**Problem requirements**:
Only the lines that hold "Inspector" should be in the answer, each copied from the data below.

**Data provided**:
+---+

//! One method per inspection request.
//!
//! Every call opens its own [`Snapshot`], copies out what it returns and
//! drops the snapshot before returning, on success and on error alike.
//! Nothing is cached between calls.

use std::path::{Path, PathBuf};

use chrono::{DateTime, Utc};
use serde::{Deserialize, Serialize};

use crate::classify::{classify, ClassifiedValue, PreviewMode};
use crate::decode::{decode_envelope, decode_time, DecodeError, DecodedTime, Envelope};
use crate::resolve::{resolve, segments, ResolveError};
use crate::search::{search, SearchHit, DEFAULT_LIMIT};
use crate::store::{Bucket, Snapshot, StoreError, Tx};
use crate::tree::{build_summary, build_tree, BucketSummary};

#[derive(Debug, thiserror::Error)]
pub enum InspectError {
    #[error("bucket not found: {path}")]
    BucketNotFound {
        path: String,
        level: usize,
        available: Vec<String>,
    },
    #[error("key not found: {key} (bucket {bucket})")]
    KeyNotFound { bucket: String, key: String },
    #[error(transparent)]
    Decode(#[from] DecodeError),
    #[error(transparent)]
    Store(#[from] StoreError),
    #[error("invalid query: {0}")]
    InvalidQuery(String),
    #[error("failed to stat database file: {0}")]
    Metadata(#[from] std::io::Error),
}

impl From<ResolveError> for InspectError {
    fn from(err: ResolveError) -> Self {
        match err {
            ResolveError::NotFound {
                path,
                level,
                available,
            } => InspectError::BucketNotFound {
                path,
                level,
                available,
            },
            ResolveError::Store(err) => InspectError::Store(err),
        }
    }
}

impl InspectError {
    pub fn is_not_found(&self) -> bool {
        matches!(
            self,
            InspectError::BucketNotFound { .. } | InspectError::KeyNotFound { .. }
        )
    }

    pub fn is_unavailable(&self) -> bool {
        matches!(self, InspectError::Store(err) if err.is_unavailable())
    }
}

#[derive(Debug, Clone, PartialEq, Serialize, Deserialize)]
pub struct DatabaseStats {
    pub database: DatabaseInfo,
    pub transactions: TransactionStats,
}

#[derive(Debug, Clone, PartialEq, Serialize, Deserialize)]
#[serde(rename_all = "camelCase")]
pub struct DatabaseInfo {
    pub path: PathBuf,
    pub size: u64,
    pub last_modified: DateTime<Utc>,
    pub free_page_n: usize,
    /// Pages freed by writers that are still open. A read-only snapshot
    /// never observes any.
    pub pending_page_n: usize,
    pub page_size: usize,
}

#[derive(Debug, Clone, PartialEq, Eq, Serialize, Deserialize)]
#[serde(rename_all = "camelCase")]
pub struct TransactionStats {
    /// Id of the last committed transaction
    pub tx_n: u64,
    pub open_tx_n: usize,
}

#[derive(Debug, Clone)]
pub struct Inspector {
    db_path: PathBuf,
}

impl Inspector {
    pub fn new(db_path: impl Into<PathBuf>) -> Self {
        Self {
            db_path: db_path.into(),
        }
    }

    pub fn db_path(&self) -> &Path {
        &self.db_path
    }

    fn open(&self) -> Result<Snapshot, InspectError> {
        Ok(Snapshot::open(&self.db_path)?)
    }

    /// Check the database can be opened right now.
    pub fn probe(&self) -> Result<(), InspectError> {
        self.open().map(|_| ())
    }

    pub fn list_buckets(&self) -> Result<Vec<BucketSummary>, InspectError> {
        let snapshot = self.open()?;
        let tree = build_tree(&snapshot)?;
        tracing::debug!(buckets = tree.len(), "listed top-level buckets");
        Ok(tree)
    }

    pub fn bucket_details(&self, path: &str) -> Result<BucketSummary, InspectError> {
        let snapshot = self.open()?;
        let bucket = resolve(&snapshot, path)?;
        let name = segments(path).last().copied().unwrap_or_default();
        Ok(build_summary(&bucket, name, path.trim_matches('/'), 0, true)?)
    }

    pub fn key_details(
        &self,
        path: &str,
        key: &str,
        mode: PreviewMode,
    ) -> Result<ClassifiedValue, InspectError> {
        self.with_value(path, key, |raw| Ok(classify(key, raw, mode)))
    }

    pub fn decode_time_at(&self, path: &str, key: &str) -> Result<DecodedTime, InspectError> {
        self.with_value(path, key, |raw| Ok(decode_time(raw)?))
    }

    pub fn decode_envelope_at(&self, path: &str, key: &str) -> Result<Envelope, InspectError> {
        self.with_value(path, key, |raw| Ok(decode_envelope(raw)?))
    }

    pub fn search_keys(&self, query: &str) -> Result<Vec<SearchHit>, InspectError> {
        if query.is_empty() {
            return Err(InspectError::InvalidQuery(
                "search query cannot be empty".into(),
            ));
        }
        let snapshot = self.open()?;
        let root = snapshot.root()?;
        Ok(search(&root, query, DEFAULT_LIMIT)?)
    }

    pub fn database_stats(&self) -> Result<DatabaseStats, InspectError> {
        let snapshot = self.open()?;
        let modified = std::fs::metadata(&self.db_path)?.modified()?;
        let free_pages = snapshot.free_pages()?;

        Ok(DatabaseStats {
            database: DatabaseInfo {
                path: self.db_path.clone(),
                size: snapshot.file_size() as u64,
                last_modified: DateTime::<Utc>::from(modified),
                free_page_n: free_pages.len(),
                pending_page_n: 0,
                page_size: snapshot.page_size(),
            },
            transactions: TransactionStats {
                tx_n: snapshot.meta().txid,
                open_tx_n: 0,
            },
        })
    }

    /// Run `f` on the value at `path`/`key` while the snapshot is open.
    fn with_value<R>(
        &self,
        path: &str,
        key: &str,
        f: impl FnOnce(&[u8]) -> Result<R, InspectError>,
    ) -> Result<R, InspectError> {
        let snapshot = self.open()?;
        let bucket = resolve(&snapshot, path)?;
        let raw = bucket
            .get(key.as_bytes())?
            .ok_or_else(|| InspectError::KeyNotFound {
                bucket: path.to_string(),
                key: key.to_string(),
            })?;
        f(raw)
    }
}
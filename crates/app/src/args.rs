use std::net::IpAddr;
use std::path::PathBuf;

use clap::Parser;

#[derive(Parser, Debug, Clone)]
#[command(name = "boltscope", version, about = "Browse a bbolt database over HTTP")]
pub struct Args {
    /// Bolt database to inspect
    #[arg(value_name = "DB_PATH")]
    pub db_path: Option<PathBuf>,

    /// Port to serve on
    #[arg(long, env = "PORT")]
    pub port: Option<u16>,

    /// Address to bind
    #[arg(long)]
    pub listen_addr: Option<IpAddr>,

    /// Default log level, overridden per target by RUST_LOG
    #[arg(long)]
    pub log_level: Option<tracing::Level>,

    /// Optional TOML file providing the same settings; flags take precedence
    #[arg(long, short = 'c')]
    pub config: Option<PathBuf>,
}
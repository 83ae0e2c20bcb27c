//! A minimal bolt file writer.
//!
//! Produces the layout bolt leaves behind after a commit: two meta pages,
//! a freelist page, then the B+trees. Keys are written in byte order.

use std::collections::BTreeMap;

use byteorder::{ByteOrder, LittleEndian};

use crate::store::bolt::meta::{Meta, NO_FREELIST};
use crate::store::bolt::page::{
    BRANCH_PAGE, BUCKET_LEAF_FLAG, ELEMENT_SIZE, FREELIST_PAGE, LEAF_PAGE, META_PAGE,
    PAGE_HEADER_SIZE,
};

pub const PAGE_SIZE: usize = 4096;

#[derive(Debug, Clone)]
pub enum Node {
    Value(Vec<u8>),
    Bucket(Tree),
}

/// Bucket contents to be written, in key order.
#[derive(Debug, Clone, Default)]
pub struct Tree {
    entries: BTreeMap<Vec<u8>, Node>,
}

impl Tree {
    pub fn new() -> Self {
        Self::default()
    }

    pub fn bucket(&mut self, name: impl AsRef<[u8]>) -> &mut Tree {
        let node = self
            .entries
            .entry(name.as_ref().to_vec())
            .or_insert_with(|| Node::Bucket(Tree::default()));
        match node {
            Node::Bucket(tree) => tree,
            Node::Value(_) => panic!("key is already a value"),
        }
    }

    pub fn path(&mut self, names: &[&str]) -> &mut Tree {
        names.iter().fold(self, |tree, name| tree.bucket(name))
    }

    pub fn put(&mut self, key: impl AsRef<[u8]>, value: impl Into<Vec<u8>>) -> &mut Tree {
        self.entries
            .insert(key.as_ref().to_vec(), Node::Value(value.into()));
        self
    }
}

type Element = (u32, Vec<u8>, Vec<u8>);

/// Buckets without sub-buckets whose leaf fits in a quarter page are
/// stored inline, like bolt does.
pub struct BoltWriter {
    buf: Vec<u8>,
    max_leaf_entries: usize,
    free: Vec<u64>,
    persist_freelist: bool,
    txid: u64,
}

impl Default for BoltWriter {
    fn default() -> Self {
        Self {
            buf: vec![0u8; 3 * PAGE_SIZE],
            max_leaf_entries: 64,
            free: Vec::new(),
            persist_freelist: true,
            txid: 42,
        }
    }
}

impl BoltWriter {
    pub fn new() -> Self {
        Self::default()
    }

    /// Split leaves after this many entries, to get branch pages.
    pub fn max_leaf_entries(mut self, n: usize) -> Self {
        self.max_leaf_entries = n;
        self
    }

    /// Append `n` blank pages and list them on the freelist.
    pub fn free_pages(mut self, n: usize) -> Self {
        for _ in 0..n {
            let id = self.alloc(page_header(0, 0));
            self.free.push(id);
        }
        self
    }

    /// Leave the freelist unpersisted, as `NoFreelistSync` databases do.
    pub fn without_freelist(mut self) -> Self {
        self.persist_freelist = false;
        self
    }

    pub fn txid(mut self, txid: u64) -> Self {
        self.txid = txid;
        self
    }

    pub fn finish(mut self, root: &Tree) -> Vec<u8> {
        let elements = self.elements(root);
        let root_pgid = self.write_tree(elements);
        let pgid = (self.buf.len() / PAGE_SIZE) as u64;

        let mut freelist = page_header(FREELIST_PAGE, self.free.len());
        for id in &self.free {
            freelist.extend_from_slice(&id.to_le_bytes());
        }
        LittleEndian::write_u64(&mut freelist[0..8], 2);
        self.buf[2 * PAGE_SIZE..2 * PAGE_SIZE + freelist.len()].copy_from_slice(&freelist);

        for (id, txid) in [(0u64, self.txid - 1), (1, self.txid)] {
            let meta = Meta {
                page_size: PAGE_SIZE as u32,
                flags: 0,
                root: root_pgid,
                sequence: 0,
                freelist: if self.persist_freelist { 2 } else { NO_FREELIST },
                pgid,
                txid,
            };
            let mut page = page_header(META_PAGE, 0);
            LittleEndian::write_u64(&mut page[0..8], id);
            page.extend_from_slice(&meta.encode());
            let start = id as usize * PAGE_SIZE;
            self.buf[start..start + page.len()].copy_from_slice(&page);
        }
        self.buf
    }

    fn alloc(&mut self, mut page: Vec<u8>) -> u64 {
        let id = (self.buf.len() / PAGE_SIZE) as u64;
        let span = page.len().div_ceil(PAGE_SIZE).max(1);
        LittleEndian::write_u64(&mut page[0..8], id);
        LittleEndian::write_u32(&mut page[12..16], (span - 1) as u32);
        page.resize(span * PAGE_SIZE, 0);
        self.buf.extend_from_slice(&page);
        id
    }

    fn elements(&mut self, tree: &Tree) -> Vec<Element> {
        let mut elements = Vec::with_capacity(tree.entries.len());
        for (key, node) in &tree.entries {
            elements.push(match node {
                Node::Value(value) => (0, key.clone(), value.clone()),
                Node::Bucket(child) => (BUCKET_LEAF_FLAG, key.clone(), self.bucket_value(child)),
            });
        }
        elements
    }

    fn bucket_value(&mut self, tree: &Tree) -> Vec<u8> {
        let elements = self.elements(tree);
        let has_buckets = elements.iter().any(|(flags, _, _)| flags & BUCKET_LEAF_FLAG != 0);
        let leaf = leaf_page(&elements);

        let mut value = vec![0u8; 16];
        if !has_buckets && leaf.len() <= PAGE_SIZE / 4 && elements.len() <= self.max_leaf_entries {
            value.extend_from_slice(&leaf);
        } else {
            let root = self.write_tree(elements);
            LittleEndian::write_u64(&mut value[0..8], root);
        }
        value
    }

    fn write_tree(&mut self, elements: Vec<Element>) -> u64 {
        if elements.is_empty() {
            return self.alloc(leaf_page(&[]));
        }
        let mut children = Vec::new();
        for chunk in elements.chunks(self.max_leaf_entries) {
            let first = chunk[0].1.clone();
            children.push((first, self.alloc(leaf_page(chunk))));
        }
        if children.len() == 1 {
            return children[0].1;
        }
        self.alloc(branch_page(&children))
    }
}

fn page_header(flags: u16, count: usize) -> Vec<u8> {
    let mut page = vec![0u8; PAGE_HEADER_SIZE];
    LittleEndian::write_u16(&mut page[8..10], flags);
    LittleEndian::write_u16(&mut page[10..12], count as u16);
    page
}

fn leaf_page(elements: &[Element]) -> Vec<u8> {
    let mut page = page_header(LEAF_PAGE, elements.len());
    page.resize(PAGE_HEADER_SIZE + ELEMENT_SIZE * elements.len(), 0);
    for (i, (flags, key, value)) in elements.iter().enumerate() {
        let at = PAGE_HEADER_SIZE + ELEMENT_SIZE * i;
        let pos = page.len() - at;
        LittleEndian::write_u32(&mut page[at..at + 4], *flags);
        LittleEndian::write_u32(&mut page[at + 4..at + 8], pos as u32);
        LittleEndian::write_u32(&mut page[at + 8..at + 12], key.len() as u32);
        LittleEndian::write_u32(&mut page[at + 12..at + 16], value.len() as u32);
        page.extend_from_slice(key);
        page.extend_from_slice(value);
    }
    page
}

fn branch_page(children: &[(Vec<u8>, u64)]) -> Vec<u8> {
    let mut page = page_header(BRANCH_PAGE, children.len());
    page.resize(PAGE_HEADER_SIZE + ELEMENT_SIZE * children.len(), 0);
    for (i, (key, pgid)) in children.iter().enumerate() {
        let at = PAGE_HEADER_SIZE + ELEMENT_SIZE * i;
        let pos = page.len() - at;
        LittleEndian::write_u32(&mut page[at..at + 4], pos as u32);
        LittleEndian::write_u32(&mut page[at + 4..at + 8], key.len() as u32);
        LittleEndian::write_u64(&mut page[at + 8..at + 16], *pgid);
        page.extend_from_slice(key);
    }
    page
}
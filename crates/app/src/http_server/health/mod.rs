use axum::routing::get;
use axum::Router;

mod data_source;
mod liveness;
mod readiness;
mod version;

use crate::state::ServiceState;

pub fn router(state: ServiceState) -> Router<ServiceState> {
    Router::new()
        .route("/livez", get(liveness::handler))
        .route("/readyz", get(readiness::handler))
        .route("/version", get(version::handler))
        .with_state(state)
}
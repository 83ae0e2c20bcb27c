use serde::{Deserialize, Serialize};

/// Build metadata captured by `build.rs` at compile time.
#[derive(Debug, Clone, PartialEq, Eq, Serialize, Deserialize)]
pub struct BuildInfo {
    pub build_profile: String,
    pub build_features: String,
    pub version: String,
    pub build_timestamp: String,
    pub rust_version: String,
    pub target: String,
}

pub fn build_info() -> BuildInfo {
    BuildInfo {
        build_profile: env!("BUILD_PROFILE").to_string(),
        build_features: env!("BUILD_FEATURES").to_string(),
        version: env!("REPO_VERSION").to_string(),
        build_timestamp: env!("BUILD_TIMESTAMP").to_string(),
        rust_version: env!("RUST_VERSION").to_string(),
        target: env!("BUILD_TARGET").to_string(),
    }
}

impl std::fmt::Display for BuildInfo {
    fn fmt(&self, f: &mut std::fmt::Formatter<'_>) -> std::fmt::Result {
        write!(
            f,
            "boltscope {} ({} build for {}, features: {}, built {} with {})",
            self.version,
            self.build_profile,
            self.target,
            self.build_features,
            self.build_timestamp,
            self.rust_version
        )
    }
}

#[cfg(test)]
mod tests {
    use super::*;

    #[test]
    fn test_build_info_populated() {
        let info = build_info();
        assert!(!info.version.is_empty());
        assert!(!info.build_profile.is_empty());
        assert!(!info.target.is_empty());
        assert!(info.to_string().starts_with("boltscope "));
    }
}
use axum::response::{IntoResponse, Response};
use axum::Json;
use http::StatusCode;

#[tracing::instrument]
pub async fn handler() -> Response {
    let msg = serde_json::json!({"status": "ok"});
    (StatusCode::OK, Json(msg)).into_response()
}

+---+

**Expected answer**:
pub struct Inspector {
impl Inspector {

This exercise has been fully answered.